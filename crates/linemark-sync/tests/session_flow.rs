use std::sync::Arc;
use std::time::Duration;

use linemark_core::{BlockKind, LinemarkConfig};
use linemark_sync::memory::{MemoryAnnotations, MemoryEditor, MemoryVersions, SharedText};
use linemark_sync::{DocumentId, EditorId, FileId, Session};

const DOC: DocumentId = DocumentId(1);

fn config() -> LinemarkConfig {
    LinemarkConfig::from_toml("[sync]\nquiet_period_ms = 50\n").unwrap()
}

struct Harness {
    session: Session<MemoryVersions, MemoryEditor, MemoryAnnotations>,
    text: SharedText,
    annotations: MemoryAnnotations,
}

fn harness(baseline: &str, current: &str) -> Harness {
    let text = SharedText::new(current);
    let versions = MemoryVersions::new();
    versions.track(FileId::new("lib.rs"), Some(baseline), text.clone());
    let mut editor = MemoryEditor::new();
    editor.open(DOC, text.clone());
    let annotations = MemoryAnnotations::new();
    for id in [EditorId(1), EditorId(2)] {
        editor.watch(DOC, id, annotations.clone());
    }
    let session = Session::new(Arc::new(versions), editor, annotations.clone(), &config());
    Harness {
        session,
        text,
        annotations,
    }
}

async fn wait_for(mut done: impl FnMut() -> bool) {
    for _ in 0..200 {
        if done() {
            return;
        }
        tokio::time::sleep(Duration::from_millis(5)).await;
    }
    panic!("condition not reached within a second");
}

#[tokio::test]
async fn typing_burst_settles_on_final_text() {
    let Harness {
        session,
        text,
        annotations,
    } = harness("fn main() {\n}\n", "fn main() {\n}\n");
    let handle = session.handle();
    let running = tokio::spawn(session.run());
    handle.open(EditorId(1), DOC, FileId::new("lib.rs"));

    let mut typed = String::from("fn main() {\n");
    for ch in "    run();\n".chars() {
        typed.push(ch);
        text.set(&format!("{typed}}}\n"));
        handle.document_changed(DOC);
        tokio::time::sleep(Duration::from_millis(5)).await;
    }

    wait_for(|| {
        let shown = annotations.for_editor(EditorId(1));
        shown.len() == 1 && shown[0].kind == BlockKind::Added && shown[0].range == (12..23)
    })
    .await;
    assert_eq!(annotations.for_editor(EditorId(1))[0].block_id, "diff_block_1");

    handle.shutdown();
    running.await.unwrap();
}

#[tokio::test]
async fn editors_on_one_document_update_together() {
    let Harness {
        session,
        text,
        annotations,
    } = harness("a\nb\n", "a\nb\n");
    let handle = session.handle();
    let running = tokio::spawn(session.run());
    handle.open(EditorId(1), DOC, FileId::new("lib.rs"));
    handle.open(EditorId(2), DOC, FileId::new("lib.rs"));

    text.set("a\nB\n");
    handle.document_changed(DOC);
    wait_for(|| annotations.len() == 2).await;
    assert_eq!(annotations.for_editor(EditorId(1)).len(), 1);
    assert_eq!(annotations.for_editor(EditorId(2)).len(), 1);

    handle.close(EditorId(2));
    wait_for(|| annotations.len() == 1).await;

    text.set("a\nb\n");
    handle.document_changed(DOC);
    wait_for(|| annotations.is_empty()).await;

    handle.shutdown();
    running.await.unwrap();
}

#[tokio::test]
async fn reverting_every_block_restores_baseline() {
    let baseline = "one\ntwo\nthree\nfour\n";
    let Harness {
        session,
        text,
        annotations,
    } = harness(baseline, "one\nTWO\nthree\nfour\nfive\n");
    let handle = session.handle();
    let running = tokio::spawn(session.run());
    handle.open(EditorId(1), DOC, FileId::new("lib.rs"));
    wait_for(|| annotations.len() == 2).await;

    handle.reject(EditorId(1), "diff_block_1").await.unwrap();
    assert_eq!(text.text(), "one\ntwo\nthree\nfour\nfive\n");

    // The remaining addition is renumbered once the recompute lands.
    wait_for(|| {
        let shown = annotations.for_editor(EditorId(1));
        shown.len() == 1 && shown[0].block_id == "diff_block_1"
    })
    .await;
    handle.reject(EditorId(1), "diff_block_1").await.unwrap();
    assert_eq!(text.text(), baseline);
    wait_for(|| annotations.is_empty()).await;
    handle.shutdown();
    running.await.unwrap();
}

#[tokio::test]
async fn reject_during_typing_uses_the_live_text() {
    let Harness {
        session,
        text,
        annotations,
    } = harness("a\nb\nc\n", "a\nX\nc\n");
    let handle = session.handle();
    let running = tokio::spawn(session.run());
    handle.open(EditorId(1), DOC, FileId::new("lib.rs"));
    wait_for(|| annotations.len() == 1).await;

    // Typing below the block leaves its span intact.
    text.set("a\nX\nc\nd\n");
    handle.document_changed(DOC);
    handle.reject(EditorId(1), "diff_block_1").await.unwrap();
    assert_eq!(text.text(), "a\nb\nc\nd\n");

    // Typing above it does not; the block is refused until recomputed.
    wait_for(|| {
        let shown = annotations.for_editor(EditorId(1));
        shown.len() == 1 && shown[0].kind == BlockKind::Added
    })
    .await;
    text.set("z\na\nb\nc\nd\n");
    handle.document_changed(DOC);
    assert!(handle.reject(EditorId(1), "diff_block_1").await.is_err());
    assert_eq!(text.text(), "z\na\nb\nc\nd\n");

    wait_for(|| annotations.for_editor(EditorId(1)).len() == 2).await;
    handle.reject(EditorId(1), "diff_block_2").await.unwrap();
    handle.reject(EditorId(1), "diff_block_1").await.unwrap();
    assert_eq!(text.text(), "a\nb\nc\n");

    handle.shutdown();
    running.await.unwrap();
}

#[tokio::test]
async fn rejects_sent_together_restore_baseline() {
    let baseline = "a\nbbbb\nc\n";
    let Harness {
        session,
        text,
        annotations,
    } = harness(baseline, "a\nX\nc\nd\n");
    let handle = session.handle();
    let running = tokio::spawn(session.run());
    handle.open(EditorId(1), DOC, FileId::new("lib.rs"));
    handle.open(EditorId(2), DOC, FileId::new("lib.rs"));
    wait_for(|| annotations.len() == 4).await;

    let (first, second) = tokio::join!(
        handle.reject(EditorId(1), "diff_block_2"),
        handle.reject(EditorId(1), "diff_block_1"),
    );
    first.unwrap();
    second.unwrap();
    assert_eq!(text.text(), baseline);

    // The other editor's stale markers go away with its recompute.
    wait_for(|| annotations.is_empty()).await;
    handle.shutdown();
    running.await.unwrap();
}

Exercise prompt =
Each entry must be printed again exactly as given.

Finished task =
filename crates/linemark-sync/tests/session_flow.rs
use std::sync::Arc;
use std::time::Duration;

use linemark_core::{BlockKind, LinemarkConfig};
use linemark_sync::memory::{MemoryAnnotations, MemoryEditor, MemoryVersions, SharedText};
use linemark_sync::{DocumentId, EditorId, FileId, Session};

const DOC: DocumentId = DocumentId(1);

fn config() -> LinemarkConfig {
    LinemarkConfig::from_toml("[sync]\nquiet_period_ms = 50\n").unwrap()
}

struct Harness {
    session: Session<MemoryVersions, MemoryEditor, MemoryAnnotations>,
    text: SharedText,
    annotations: MemoryAnnotations,
}

fn harness(baseline: &str, current: &str) -> Harness {
    let text = SharedText::new(current);
    let versions = MemoryVersions::new();
    versions.track(FileId::new("lib.rs"), Some(baseline), text.clone());
    let mut editor = MemoryEditor::new();
    editor.open(DOC, text.clone());
    let annotations = MemoryAnnotations::new();
    for id in [EditorId(1), EditorId(2)] {
        editor.watch(DOC, id, annotations.clone());
    }
    let session = Session::new(Arc::new(versions), editor, annotations.clone(), &config());
    Harness {
        session,
        text,
        annotations,
    }
}

async fn wait_for(mut done: impl FnMut() -> bool) {
    for _ in 0..200 {
        if done() {
            return;
        }
        tokio::time::sleep(Duration::from_millis(5)).await;
    }
    panic!("condition not reached within a second");
}

#[tokio::test]
async fn typing_burst_settles_on_final_text() {
    let Harness {
        session,
        text,
        annotations,
    } = harness("fn main() {\n}\n", "fn main() {\n}\n");
    let handle = session.handle();
    let running = tokio::spawn(session.run());
    handle.open(EditorId(1), DOC, FileId::new("lib.rs"));

    let mut typed = String::from("fn main() {\n");
    for ch in "    run();\n".chars() {
        typed.push(ch);
        text.set(&format!("{typed}}}\n"));
        handle.document_changed(DOC);
        tokio::time::sleep(Duration::from_millis(5)).await;
    }

    wait_for(|| {
        let shown = annotations.for_editor(EditorId(1));
        shown.len() == 1 && shown[0].kind == BlockKind::Added && shown[0].range == (12..23)
    })
    .await;
    assert_eq!(annotations.for_editor(EditorId(1))[0].block_id, "diff_block_1");

    handle.shutdown();
    running.await.unwrap();
}

#[tokio::test]
async fn editors_on_one_document_update_together() {
    let Harness {
        session,
        text,
        annotations,
    } = harness("a\nb\n", "a\nb\n");
    let handle = session.handle();
    let running = tokio::spawn(session.run());
    handle.open(EditorId(1), DOC, FileId::new("lib.rs"));
    handle.open(EditorId(2), DOC, FileId::new("lib.rs"));

    text.set("a\nB\n");
    handle.document_changed(DOC);
    wait_for(|| annotations.len() == 2).await;
    assert_eq!(annotations.for_editor(EditorId(1)).len(), 1);
    assert_eq!(annotations.for_editor(EditorId(2)).len(), 1);

    handle.close(EditorId(2));
    wait_for(|| annotations.len() == 1).await;

    text.set("a\nb\n");
    handle.document_changed(DOC);
    wait_for(|| annotations.is_empty()).await;

    handle.shutdown();
    running.await.unwrap();
}

#[tokio::test]
async fn reverting_every_block_restores_baseline() {
    let baseline = "one\ntwo\nthree\nfour\n";
    let Harness {
        session,
        text,
        annotations,
    } = harness(baseline, "one\nTWO\nthree\nfour\nfive\n");
    let handle = session.handle();
    let running = tokio::spawn(session.run());
    handle.open(EditorId(1), DOC, FileId::new("lib.rs"));
    wait_for(|| annotations.len() == 2).await;

    handle.reject(EditorId(1), "diff_block_1").await.unwrap();
    assert_eq!(text.text(), "one\ntwo\nthree\nfour\nfive\n");

    // The remaining addition is renumbered once the recompute lands.
    wait_for(|| {
        let shown = annotations.for_editor(EditorId(1));
        shown.len() == 1 && shown[0].block_id == "diff_block_1"
    })
    .await;
    handle.reject(EditorId(1), "diff_block_1").await.unwrap();
    assert_eq!(text.text(), baseline);
    wait_for(|| annotations.is_empty()).await;
    handle.shutdown();
    running.await.unwrap();
}

#[tokio::test]
async fn reject_during_typing_uses_the_live_text() {
    let Harness {
        session,
        text,
        annotations,
    } = harness("a\nb\nc\n", "a\nX\nc\n");
    let handle = session.handle();
    let running = tokio::spawn(session.run());
    handle.open(EditorId(1), DOC, FileId::new("lib.rs"));
    wait_for(|| annotations.len() == 1).await;

    // Typing below the block leaves its span intact.
    text.set("a\nX\nc\nd\n");
    handle.document_changed(DOC);
    handle.reject(EditorId(1), "diff_block_1").await.unwrap();
    assert_eq!(text.text(), "a\nb\nc\nd\n");

    // Typing above it does not; the block is refused until recomputed.
    wait_for(|| {
        let shown = annotations.for_editor(EditorId(1));
        shown.len() == 1 && shown[0].kind == BlockKind::Added
    })
    .await;
    text.set("z\na\nb\nc\nd\n");
    handle.document_changed(DOC);
    assert!(handle.reject(EditorId(1), "diff_block_1").await.is_err());
    assert_eq!(text.text(), "z\na\nb\nc\nd\n");

    wait_for(|| annotations.for_editor(EditorId(1)).len() == 2).await;
    handle.reject(EditorId(1), "diff_block_2").await.unwrap();
    handle.reject(EditorId(1), "diff_block_1").await.unwrap();
    assert_eq!(text.text(), "a\nb\nc\n");

    handle.shutdown();
    running.await.unwrap();
}

#[tokio::test]
async fn rejects_sent_together_restore_baseline() {
    let baseline = "a\nbbbb\nc\n";
    let Harness {
        session,
        text,
        annotations,
    } = harness(baseline, "a\nX\nc\nd\n");
    let handle = session.handle();
    let running = tokio::spawn(session.run());
    handle.open(EditorId(1), DOC, FileId::new("lib.rs"));
    handle.open(EditorId(2), DOC, FileId::new("lib.rs"));
    wait_for(|| annotations.len() == 4).await;

    let (first, second) = tokio::join!(
        handle.reject(EditorId(1), "diff_block_2"),
        handle.reject(EditorId(1), "diff_block_1"),
    );
    first.unwrap();
    second.unwrap();
    assert_eq!(text.text(), baseline);

    // The other editor's stale markers go away with its recompute.
    wait_for(|| annotations.is_empty()).await;
    handle.shutdown();
    running.await.unwrap();
}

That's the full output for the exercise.